Hoy lo más cercano que tenemos a aquel recuerdo es un emoticono, al que solemos emplear demasiado en los chats y al que sin embargo, practicamos en escasas ocasiones en la vida real.

Desde el siglo XVIII  la risa estruendosa es considerada como un comportamiento  despreciable, excesivo e indecoroso. Algo típico de las clases bajas y sin educación. Cuanto más alto era el nivel social, menos expresividad se exigía.

El estallido de alegría se fue interiorizando poco a poco hasta convertirse en una mueca; un leve y controlado movimiento facial que acreditaba un divertimento adecuado a la ocasión. 

Es cierto que con el tiempo han variado también y mucho, los temas que nos divierten.

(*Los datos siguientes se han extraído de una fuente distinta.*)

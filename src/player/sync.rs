//! 同步与缓冲管理：Preroll → Running → Draining → Stopped
//!
//! 视频按播放时钟放行，音频在预缓冲完成后通过队列句柄交给宿主。
//! `tick()` 只返回结果，不调用任何回调。

use crate::core::{AudioBlock, PlaybackClock, PlaybackState, PlayerConfig, VideoFrame};
use crate::player::audio_queue::{AudioQueue, AudioQueueHandle};
use log::{debug, info, warn};
use std::collections::VecDeque;
use std::time::Duration;

/// 一次 tick 的结果
#[derive(Debug, Default)]
pub struct Tick {
    /// 到时间的视频帧（按队列顺序）
    pub released: Vec<VideoFrame>,
    /// 本次 tick 刚完成预缓冲，应通知宿主音频就绪
    pub audio_ready: bool,
    /// 队首帧距显示还有多久
    pub next_due: Option<Duration>,
    /// 宿主长时间不取音频，本次 tick 放弃了剩余音频
    pub audio_abandoned: bool,
}

pub struct SyncManager {
    state: PlaybackState,
    clock: PlaybackClock,
    video_queue: VecDeque<VideoFrame>,
    video_capacity: usize,
    last_enqueued: Option<f64>,
    audio_queue: AudioQueue,
    audio_present: bool,
    preroll_blocks: usize,
    audio_stall: f64,
    audio_blocked_since: Option<f64>,
    video_done: bool,
    audio_done: bool,
}

impl SyncManager {
    pub fn new(clock: PlaybackClock, audio_present: bool, config: &PlayerConfig) -> Self {
        Self {
            state: PlaybackState::Preroll,
            clock,
            video_queue: VecDeque::with_capacity(config.video_queue_frames),
            video_capacity: config.video_queue_frames.max(1),
            last_enqueued: None,
            audio_queue: AudioQueue::new(config.audio_buffer_bytes),
            audio_present,
            preroll_blocks: config.audio_preroll_blocks.max(1),
            audio_stall: config.audio_stall_ms as f64 / 1000.0,
            audio_blocked_since: None,
            video_done: false,
            audio_done: !audio_present,
        }
    }

    pub fn state(&self) -> PlaybackState {
        self.state
    }

    /// 视频队列还有空位，值得再解一帧
    pub fn wants_video(&self) -> bool {
        self.state != PlaybackState::Stopped
            && !self.video_done
            && self.video_queue.len() < self.video_capacity
    }

    /// 音频队列未达内存上限
    pub fn wants_audio(&self) -> bool {
        self.state != PlaybackState::Stopped && !self.audio_done && !self.audio_queue.is_full()
    }

    /// 入队一帧；显示时间倒退时钳到上一帧，保证非递减
    pub fn push_video(&mut self, mut frame: VideoFrame) {
        if let Some(last) = self.last_enqueued {
            if frame.time < last {
                warn!(
                    "视频帧 #{} 时间倒退 ({:.3}s < {:.3}s)，按上一帧时间处理",
                    frame.frame_index, frame.time, last
                );
                frame.time = last;
            }
        }
        self.last_enqueued = Some(frame.time);
        self.video_queue.push_back(frame);
    }

    pub fn push_audio(&mut self, block: AudioBlock) {
        // 能写入说明宿主在取
        self.audio_blocked_since = None;
        self.audio_queue.push(block);
    }

    /// 音频受背压：还有数据要解，但队列已满
    pub fn audio_backpressured(&self) -> bool {
        self.state != PlaybackState::Stopped && !self.audio_done && self.audio_queue.is_full()
    }

    pub fn mark_video_exhausted(&mut self) {
        self.video_done = true;
    }

    pub fn mark_audio_exhausted(&mut self) {
        self.audio_done = true;
    }

    pub fn audio_handle(&self) -> AudioQueueHandle {
        self.audio_queue.handle()
    }

    /// 推进状态机并放行到时间的视频帧
    pub fn tick(&mut self) -> Tick {
        let mut tick = Tick::default();

        if self.state == PlaybackState::Preroll && self.preroll_complete() {
            self.clock.start();
            self.state = PlaybackState::Running;
            tick.audio_ready = self.audio_present;
            info!(
                "▶️ 预缓冲完成，时钟启动（音频块 {}，视频帧 {}）",
                self.audio_queue.len(),
                self.video_queue.len()
            );
        }

        if self.state == PlaybackState::Running && self.audio_backpressured() {
            if let Some(now) = self.clock.now() {
                let since = *self.audio_blocked_since.get_or_insert(now);
                if now - since >= self.audio_stall {
                    warn!(
                        "🔇 音频队列已满 {:.3}s 无人取走，放弃剩余音频（已排队 {} 块，{} 字节）",
                        now - since,
                        self.audio_queue.len(),
                        self.audio_queue.queued_bytes()
                    );
                    self.audio_done = true;
                    self.audio_blocked_since = None;
                    tick.audio_abandoned = true;
                }
            }
        } else {
            self.audio_blocked_since = None;
        }

        if self.state == PlaybackState::Running && self.video_done && self.audio_done {
            debug!("输入已耗尽，进入 Draining");
            self.state = PlaybackState::Draining;
        }

        if matches!(self.state, PlaybackState::Running | PlaybackState::Draining) {
            if let Some(now) = self.clock.now() {
                // 按队列顺序放行，不跳帧
                while self.video_queue.front().map_or(false, |f| f.time <= now) {
                    if let Some(frame) = self.video_queue.pop_front() {
                        tick.released.push(frame);
                    }
                }
                tick.next_due = self
                    .video_queue
                    .front()
                    .map(|f| Duration::from_secs_f64((f.time - now).max(0.0)));
            }
        }

        if self.state == PlaybackState::Draining && self.video_queue.is_empty() {
            info!("⏹️ 所有视频帧已放行，播放结束");
            self.audio_queue.finish();
            self.state = PlaybackState::Stopped;
        }

        tick
    }

    /// 音频流结束（包括输入结束后包已耗尽）时不再等待凑满预缓冲
    fn preroll_complete(&self) -> bool {
        if self.audio_present && !self.audio_done {
            self.audio_queue.len() >= self.preroll_blocks || self.audio_queue.is_full()
        } else {
            !self.video_queue.is_empty() || self.video_done
        }
    }

    /// 外部停止：丢弃所有未放行的数据
    pub fn stop(&mut self) {
        if self.state == PlaybackState::Stopped {
            return;
        }
        let frames = self.video_queue.len();
        self.video_queue.clear();
        let blocks = self.audio_queue.clear();
        debug!("停止：丢弃 {} 个视频帧、{} 个音频块", frames, blocks);
        self.state = PlaybackState::Stopped;
    }
}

Reírse del otro sea cual sea la circunstancia está mal visto socialmente; ni hablar del humor negro, o de cualquier ridiculizacion que pueda apreciarse como ofensiva y que pueda dar lugar además, a una denuncia por delito de odio o machismo.

El humor contemporáneo es estreñido, light y edulcorado y se ha interiorizado de la misma forma en que se ha privatizado la vida social contemporánea.

Hoy uno no se ríe tanto del otro, como de si mismo y es la  ridiculez de algunas costumbres lo que más nos hace gracia; siendo Woody Allen el genio que ha sabido reubicar al humor en la mirada introspectiva y consciente del individuo que observa su propia ridiculez y la hilaridad de sus propias costumbres e incongruencias.

Me llegan continuamente anuncios de talleres de risa, en donde por una módica suma, se nos ofrece recuperar a base de cursos, esa carcajada que antaño nos era tan habitual y que nos pillaba siempre en misa y en todos esos sitios en donde la seriedad era la norma.

Y quizás fuera la obligación a la seriedad aquello que nos hacía tanta gracia.

Si hoy existen cursos para volver a reír es porque ya existe un mercado que lo necesita; pero encuentro triste tener que aprender a base de cursos y a estas alturas de la vida, un hábito que adquiríamos de pequeños y de manera autodidacta.

La norma vigente del mundo civilizado es el silencio, el perfume, la chachara superficial y ecológica y la música ambiental, y cualquier carcajada fuera de lugar llama la atención de todas las miradas, como si un ser proveniente de la Edad Media se hubiera colado de pronto en la sala.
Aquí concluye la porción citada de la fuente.